Information section start

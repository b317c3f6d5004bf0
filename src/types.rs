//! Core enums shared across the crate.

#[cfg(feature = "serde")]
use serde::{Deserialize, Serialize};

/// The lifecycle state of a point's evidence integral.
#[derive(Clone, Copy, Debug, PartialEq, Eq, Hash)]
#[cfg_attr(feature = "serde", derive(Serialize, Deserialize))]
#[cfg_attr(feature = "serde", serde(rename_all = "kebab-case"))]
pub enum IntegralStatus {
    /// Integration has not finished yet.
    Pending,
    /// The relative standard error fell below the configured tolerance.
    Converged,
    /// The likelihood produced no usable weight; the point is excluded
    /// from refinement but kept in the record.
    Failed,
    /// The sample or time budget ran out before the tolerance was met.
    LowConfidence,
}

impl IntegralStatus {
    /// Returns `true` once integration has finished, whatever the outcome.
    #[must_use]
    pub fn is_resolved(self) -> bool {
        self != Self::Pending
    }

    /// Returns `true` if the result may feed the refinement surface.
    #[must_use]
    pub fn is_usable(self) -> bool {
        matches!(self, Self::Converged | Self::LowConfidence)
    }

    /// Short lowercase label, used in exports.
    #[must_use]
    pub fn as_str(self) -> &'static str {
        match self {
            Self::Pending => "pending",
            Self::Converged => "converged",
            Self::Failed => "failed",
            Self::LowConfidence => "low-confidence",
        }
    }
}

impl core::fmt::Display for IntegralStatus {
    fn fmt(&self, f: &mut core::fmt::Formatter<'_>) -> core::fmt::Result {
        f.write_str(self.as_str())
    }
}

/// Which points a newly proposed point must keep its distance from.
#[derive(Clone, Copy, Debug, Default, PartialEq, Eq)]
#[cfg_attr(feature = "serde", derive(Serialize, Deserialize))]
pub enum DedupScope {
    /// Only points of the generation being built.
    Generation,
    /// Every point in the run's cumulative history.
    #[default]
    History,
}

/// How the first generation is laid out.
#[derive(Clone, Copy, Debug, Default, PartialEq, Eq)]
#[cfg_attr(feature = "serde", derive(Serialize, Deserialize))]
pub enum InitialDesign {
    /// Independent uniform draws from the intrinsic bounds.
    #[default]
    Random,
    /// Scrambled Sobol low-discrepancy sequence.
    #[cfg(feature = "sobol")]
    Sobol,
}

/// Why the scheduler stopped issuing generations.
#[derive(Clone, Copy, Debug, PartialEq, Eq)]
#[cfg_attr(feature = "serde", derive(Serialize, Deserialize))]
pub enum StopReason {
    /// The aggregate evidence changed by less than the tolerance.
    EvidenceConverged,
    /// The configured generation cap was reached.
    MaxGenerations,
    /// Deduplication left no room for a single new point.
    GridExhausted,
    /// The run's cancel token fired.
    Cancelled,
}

Information section end

Work to be completed: Only a number is wanted here: how many lines in the data above include the string "Copy"?

Output of the task: 4